* **Your goal**: From the entries below, reproduce exactly the line containing "pub const CONFIG_FAIL: &str", the line containing "pub const AI_RESPONSE_PREFIX: &str", and every line in between, with nothing added.
═══
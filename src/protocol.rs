//! The wire protocol spoken between source, balancer and services.
//!
//! Frames are plain text, one logical message per connection, delimited by a
//! trailing newline. Readers also accept a frame terminated by EOF so that a
//! peer which writes and closes is still understood.

use std::fmt;
use std::net::SocketAddr;
use std::str::FromStr;
use std::time::Duration;

use tokio::io::{AsyncRead, AsyncReadExt, AsyncWrite, AsyncWriteExt};
use tokio::net::TcpStream;
use tokio::time::timeout;

use crate::clock;
use crate::error::{Result, SurgeError};

// ===== Tokens =====

pub const PING: &str = "ping";
pub const FREE: &str = "free";
pub const BUSY: &str = "busy";
pub const CONFIG_PREFIX: &str = "config;";
pub const CONFIG_OK: &str = "CONFIG_OK";
pub const CONFIG_FAIL: &str = "CONFIG_FAIL";
pub const CONFIG_ERROR_PREFIX: &str = "CONFIG_ERROR:";
pub const BUSY_NO_ACTIVE: &str = "busy_no_active_services";
pub const BUSY_ALL_OCCUPIED: &str = "busy_all_services_occupied_or_down";
pub const ERROR_SERVICE_TIMEOUT: &str = "error_service_timeout";
pub const ERROR_CONTACTING_SERVICE: &str = "error_contacting_service";
pub const INTERNAL_LB_ERROR: &str = "internal_lb_error";
pub const AI_RESPONSE_PREFIX: &str = "AI_RESPONSE:";

/// True for any balancer-generated frame that signals the request never
/// produced a service response. These never enter the timing statistics.
pub fn is_failure_token(reply: &str) -> bool {
    matches!(
        reply,
        BUSY | BUSY_NO_ACTIVE | BUSY_ALL_OCCUPIED | ERROR_SERVICE_TIMEOUT
            | ERROR_CONTACTING_SERVICE
            | INTERNAL_LB_ERROR
    )
}

// ===== Timeouts =====

/// Liveness probe round trip.
pub const PROBE_TIMEOUT: Duration = Duration::from_secs(1);
/// Balancer waiting on a service it has forwarded work to.
pub const FORWARD_TIMEOUT: Duration = Duration::from_secs(10);
/// Source waiting on a full request round trip through a balancer.
pub const ROUND_TRIP_TIMEOUT: Duration = Duration::from_secs(20);
/// Source delivering a config frame.
pub const CONFIG_TIMEOUT: Duration = Duration::from_secs(15);
/// Outer bound on joining one emission task at the end of a cycle.
pub const JOIN_TIMEOUT: Duration = Duration::from_secs(30);
/// Fire-and-forget sends during the feeding stage.
pub const FEED_TIMEOUT: Duration = Duration::from_secs(5);

/// A frame larger than this is a protocol violation, not a fragment.
const MAX_FRAME_LEN: usize = 64 * 1024;

// ===== Endpoint =====

/// A `host:port` pair naming a balancer or a service. Immutable once parsed.
#[derive(Debug, Clone, PartialEq, Eq, serde::Serialize, serde::Deserialize)]
#[serde(try_from = "String", into = "String")]
pub struct Endpoint {
    pub host: String,
    pub port: u16,
}

impl Endpoint {
    pub fn new(host: impl Into<String>, port: u16) -> Endpoint {
        Endpoint {
            host: host.into(),
            port,
        }
    }

    /// Parse a comma-separated `host:port,host:port,...` list.
    pub fn parse_list(s: &str) -> Result<Vec<Endpoint>> {
        s.split(',')
            .map(|pair| pair.trim().parse())
            .collect::<Result<Vec<_>>>()
    }
}

impl From<SocketAddr> for Endpoint {
    fn from(addr: SocketAddr) -> Endpoint {
        Endpoint::new(addr.ip().to_string(), addr.port())
    }
}

impl FromStr for Endpoint {
    type Err = SurgeError;

    fn from_str(s: &str) -> Result<Endpoint> {
        let (host, port) = s
            .rsplit_once(':')
            .ok_or_else(|| SurgeError::Endpoint(s.to_string()))?;
        if host.is_empty() {
            return Err(SurgeError::Endpoint(s.to_string()));
        }
        let port = port
            .parse::<u16>()
            .map_err(|_| SurgeError::Endpoint(s.to_string()))?;
        Ok(Endpoint::new(host, port))
    }
}

impl fmt::Display for Endpoint {
    fn fmt(&self, f: &mut fmt::Formatter<'_>) -> fmt::Result {
        write!(f, "{}:{}", self.host, self.port)
    }
}

impl TryFrom<String> for Endpoint {
    type Error = SurgeError;

    fn try_from(s: String) -> Result<Endpoint> {
        s.parse()
    }
}

impl From<Endpoint> for String {
    fn from(ep: Endpoint) -> String {
        ep.to_string()
    }
}

// ===== Envelope =====

/// A routed unit of work: `cycle;seq;sentTs[;payload]`.
///
/// `sent_ts` is stamped exactly once, at construction, and rides along
/// unchanged so the source can subtract it from the receive time.
#[derive(Debug, Clone, PartialEq)]
pub struct Envelope {
    pub cycle: u64,
    pub seq: u64,
    pub sent_ts: f64,
    pub payload: Option<String>,
}

impl Envelope {
    /// Build an envelope stamped with the current wall clock.
    pub fn stamped(cycle: u64, seq: u64, payload: Option<String>) -> Envelope {
        Envelope {
            cycle,
            seq,
            sent_ts: clock::now_millis(),
            payload,
        }
    }
}

impl FromStr for Envelope {
    type Err = SurgeError;

    fn from_str(s: &str) -> Result<Envelope> {
        let mut parts = s.splitn(4, ';');
        let cycle = parts
            .next()
            .and_then(|p| p.parse().ok())
            .ok_or_else(|| SurgeError::Protocol(format!("bad cycle field in '{s}'")))?;
        let seq = parts
            .next()
            .and_then(|p| p.parse().ok())
            .ok_or_else(|| SurgeError::Protocol(format!("bad seq field in '{s}'")))?;
        let sent_ts = parts
            .next()
            .and_then(|p| p.parse().ok())
            .ok_or_else(|| SurgeError::Protocol(format!("bad timestamp field in '{s}'")))?;
        let payload = parts.next().map(str::to_string);
        Ok(Envelope {
            cycle,
            seq,
            sent_ts,
            payload,
        })
    }
}

impl fmt::Display for Envelope {
    fn fmt(&self, f: &mut fmt::Formatter<'_>) -> fmt::Result {
        write!(f, "{};{};{}", self.cycle, self.seq, self.sent_ts)?;
        if let Some(payload) = &self.payload {
            write!(f, ";{payload}")?;
        }
        Ok(())
    }
}

// ===== Framing =====

/// Write one frame: the message followed by the delimiter.
pub async fn write_frame<W>(writer: &mut W, frame: &str) -> Result<()>
where
    W: AsyncWrite + Unpin,
{
    writer.write_all(frame.as_bytes()).await?;
    writer.write_all(b"\n").await?;
    writer.flush().await?;
    Ok(())
}

/// Read one frame: everything up to the delimiter or EOF, trimmed.
pub async fn read_frame<R>(reader: &mut R) -> Result<String>
where
    R: AsyncRead + Unpin,
{
    let mut buf = Vec::with_capacity(256);
    let mut byte = [0u8; 1];
    loop {
        let n = reader.read(&mut byte).await?;
        if n == 0 || byte[0] == b'\n' {
            break;
        }
        buf.push(byte[0]);
        if buf.len() > MAX_FRAME_LEN {
            return Err(SurgeError::Protocol("frame exceeds maximum length".into()));
        }
    }
    let frame = String::from_utf8_lossy(&buf);
    Ok(frame.trim_end_matches('\r').to_string())
}

/// Connect, send one frame and read the reply, all within `bound`.
pub async fn exchange(endpoint: &Endpoint, frame: &str, bound: Duration) -> Result<String> {
    let fut = async {
        let mut stream = TcpStream::connect((endpoint.host.as_str(), endpoint.port)).await?;
        write_frame(&mut stream, frame).await?;
        read_frame(&mut stream).await
    };
    timeout(bound, fut).await.map_err(|_| SurgeError::Timeout)?
}
use std::net::SocketAddr;
use std::sync::Arc;

use tokio::net::{TcpListener, TcpStream};
use tokio::sync::{OwnedSemaphorePermit, Semaphore, TryAcquireError};
use tokio::time::timeout;
use tracing::{debug, error, info, warn};

use crate::clock;
use crate::compute::Compute;
use crate::error::Result;
use crate::protocol::{self, Envelope};

/// Queue capacity when the role is started without an explicit override.
pub const DEFAULT_CAPACITY: usize = 10;

/// Prompt used when an envelope carries no payload of its own.
const DEFAULT_PROMPT: &str = "How has AI reshaped the 21st century?";

/// A worker process: admits up to `capacity` requests at a time, runs each
/// one through the compute backend and frames a timestamped reply.
pub struct Service {
    listener: TcpListener,
    admission: Arc<Admission>,
    compute: Arc<dyn Compute>,
}

impl Service {
    /// Bind the listen socket. Capacity 0 means unbounded admission.
    pub async fn bind(
        addr: SocketAddr,
        capacity: usize,
        compute: Arc<dyn Compute>,
    ) -> Result<Service> {
        let listener = TcpListener::bind(addr).await?;
        Ok(Service {
            listener,
            admission: Arc::new(Admission::new(capacity)),
            compute,
        })
    }

    pub fn local_addr(&self) -> Result<SocketAddr> {
        Ok(self.listener.local_addr()?)
    }

    pub async fn run(self) -> Result<()> {
        info!(addr = %self.local_addr()?, "service listening");
        loop {
            let (stream, peer) = match self.listener.accept().await {
                Ok(accepted) => accepted,
                Err(err) => {
                    warn!(error = %err, "accept failed");
                    continue;
                }
            };
            let admission = self.admission.clone();
            let compute = self.compute.clone();
            tokio::spawn(async move {
                if let Err(err) = handle(stream, admission, compute).await {
                    debug!(%peer, error = %err, "connection dropped");
                }
            });
        }
    }
}

async fn handle(
    mut stream: TcpStream,
    admission: Arc<Admission>,
    compute: Arc<dyn Compute>,
) -> Result<()> {
    let frame = timeout(protocol::FORWARD_TIMEOUT, protocol::read_frame(&mut stream))
        .await
        .map_err(|_| crate::error::SurgeError::Timeout)??;

    if frame == protocol::PING {
        let status = if admission.has_room() {
            protocol::FREE
        } else {
            protocol::BUSY
        };
        return protocol::write_frame(&mut stream, status).await;
    }

    // Admission is all or nothing: a request that finds the queue full is
    // rejected on the spot, never parked.
    let permit = match admission.try_admit() {
        Some(permit) => permit,
        None => {
            debug!("queue full, rejecting request");
            return protocol::write_frame(&mut stream, protocol::BUSY).await;
        }
    };

    let prompt = frame
        .parse::<Envelope>()
        .ok()
        .and_then(|env| env.payload)
        .unwrap_or_else(|| DEFAULT_PROMPT.to_string());

    let arrival_ts = clock::now_millis();
    // Frames are newline-delimited, so the answer has to stay on one line.
    let answer = compute.ask(&prompt).await.replace('\n', " ");
    let completion_ts = clock::now_millis();

    let reply = format!(
        "{arrival_ts};{completion_ts};{}{answer}",
        protocol::AI_RESPONSE_PREFIX
    );
    let outcome = protocol::write_frame(&mut stream, &reply).await;

    // The permit is released here on every path, success or not.
    drop(permit);
    if let Err(err) = &outcome {
        error!(error = %err, "failed to send reply");
    }
    outcome
}

// ===== Admission =====

/// The bounded-queue admission counter. A permit is held for the full life
/// of an admitted request and returned exactly once, when it drops.
struct Admission {
    slots: Option<Arc<Semaphore>>,
}

struct AdmissionPermit {
    _permit: Option<OwnedSemaphorePermit>,
}

impl Admission {
    fn new(capacity: usize) -> Admission {
        let slots = (capacity > 0).then(|| Arc::new(Semaphore::new(capacity)));
        Admission { slots }
    }

    fn has_room(&self) -> bool {
        self.slots
            .as_ref()
            .map_or(true, |s| s.available_permits() > 0)
    }

    fn try_admit(&self) -> Option<AdmissionPermit> {
        match &self.slots {
            None => Some(AdmissionPermit { _permit: None }),
            Some(slots) => match slots.clone().try_acquire_owned() {
                Ok(permit) => Some(AdmissionPermit {
                    _permit: Some(permit),
                }),
                Err(TryAcquireError::NoPermits) => None,
                Err(TryAcquireError::Closed) => None,
            },
        }
    }
}

#[cfg(test)]
mod tests {
    use super::*;

    #[test]
    fn admission_enforces_capacity() {
        let admission = Admission::new(2);
        let a = admission.try_admit().unwrap();
        let _b = admission.try_admit().unwrap();
        assert!(!admission.has_room());
        assert!(admission.try_admit().is_none());

        drop(a);
        assert!(admission.has_room());
        assert!(admission.try_admit().is_some());
    }

    #[test]
    fn zero_capacity_means_unbounded() {
        let admission = Admission::new(0);
        let permits: Vec<_> = (0..100).map(|_| admission.try_admit().unwrap()).collect();
        assert!(admission.has_room());
        drop(permits);
    }
}
use std::time::Duration;

use async_trait::async_trait;
use rand::rngs::SmallRng;
use rand::{Rng, SeedableRng};
use reqwest::Client;
use serde::{Deserialize, Serialize};
use tokio::time::sleep;
use tracing::{debug, warn};

use crate::compute::Compute;

const MAX_ATTEMPTS: u32 = 3;
const BACKOFF_BASE: Duration = Duration::from_millis(500);
const BACKOFF_JITTER_MS: u64 = 250;
const HTTP_TIMEOUT: Duration = Duration::from_secs(60);

/// Chat backend speaking the Ollama HTTP API.
pub struct OllamaCompute {
    client: Client,
    base_url: String,
    model_tag: String,
}

#[derive(Serialize)]
struct ChatRequest<'a> {
    model: &'a str,
    messages: Vec<ChatMessage<'a>>,
    stream: bool,
}

#[derive(Serialize)]
struct ChatMessage<'a> {
    role: &'a str,
    content: &'a str,
}

#[derive(Deserialize)]
struct ChatResponse {
    message: ResponseMessage,
}

#[derive(Deserialize)]
struct ResponseMessage {
    content: String,
}

impl OllamaCompute {
    /// Map a friendly model key to the exact tag the server knows. An
    /// unrecognized key falls back to the default model.
    pub fn new(model_key: &str, base_url: impl Into<String>) -> OllamaCompute {
        let model_tag = match model_key {
            "llama3" => "llama3:latest",
            "deepseek-llm-7b" => "deepseek-llm:7b",
            other => {
                warn!(model = other, "unknown model key, falling back to llama3");
                "llama3:latest"
            }
        };

        let client = Client::builder()
            .timeout(HTTP_TIMEOUT)
            .build()
            .unwrap_or_else(|_| Client::new());

        OllamaCompute {
            client,
            base_url: base_url.into(),
            model_tag: model_tag.to_string(),
        }
    }

    fn chat_url(&self) -> String {
        format!("{}/api/chat", self.base_url)
    }

    async fn chat_once(&self, prompt: &str) -> Result<String, reqwest::Error> {
        let request = ChatRequest {
            model: &self.model_tag,
            messages: vec![ChatMessage {
                role: "user",
                content: prompt,
            }],
            stream: false,
        };
        let response: ChatResponse = self
            .client
            .post(self.chat_url())
            .json(&request)
            .send()
            .await?
            .error_for_status()?
            .json()
            .await?;
        Ok(response.message.content)
    }
}

#[async_trait]
impl Compute for OllamaCompute {
    async fn ask(&self, prompt: &str) -> String {
        if prompt.is_empty() {
            return "error: empty prompt".to_string();
        }

        let mut rng = SmallRng::from_entropy();
        let mut last_error = String::new();
        for attempt in 0..MAX_ATTEMPTS {
            match self.chat_once(prompt).await {
                Ok(answer) => {
                    debug!(model = %self.model_tag, attempt, "backend answered");
                    return answer;
                }
                Err(err) => {
                    last_error = err.to_string();
                    warn!(model = %self.model_tag, attempt, error = %last_error, "backend call failed");
                }
            }
            if attempt + 1 < MAX_ATTEMPTS {
                let backoff = BACKOFF_BASE * 2u32.pow(attempt)
                    + Duration::from_millis(rng.gen_range(0..BACKOFF_JITTER_MS));
                sleep(backoff).await;
            }
        }

        format!("error: backend unavailable after {MAX_ATTEMPTS} attempts: {last_error}")
    }
}

#[cfg(test)]
mod tests {
    use super::*;

    #[test]
    fn unknown_model_key_falls_back() {
        let backend = OllamaCompute::new("no-such-model", "http://ollama:11434");
        assert_eq!(backend.model_tag, "llama3:latest");
    }

    #[tokio::test]
    async fn empty_prompt_is_an_error_string() {
        let backend = OllamaCompute::new("llama3", "http://ollama:11434");
        let answer = backend.ask("").await;
        assert!(answer.starts_with("error:"));
    }
}
pub mod balance;
pub mod balancer;
pub mod clock;
pub mod compute;
pub mod config;
pub mod error;
pub mod protocol;
pub mod service;
pub mod source;
pub mod stats;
═══
* **Reply**:
pub const CONFIG_FAIL: &str = "CONFIG_FAIL";
pub const CONFIG_ERROR_PREFIX: &str = "CONFIG_ERROR:";
pub const BUSY_NO_ACTIVE: &str = "busy_no_active_services";
pub const BUSY_ALL_OCCUPIED: &str = "busy_all_services_occupied_or_down";
pub const ERROR_SERVICE_TIMEOUT: &str = "error_service_timeout";
pub const ERROR_CONTACTING_SERVICE: &str = "error_contacting_service";
pub const INTERNAL_LB_ERROR: &str = "internal_lb_error";
pub const AI_RESPONSE_PREFIX: &str = "AI_RESPONSE:";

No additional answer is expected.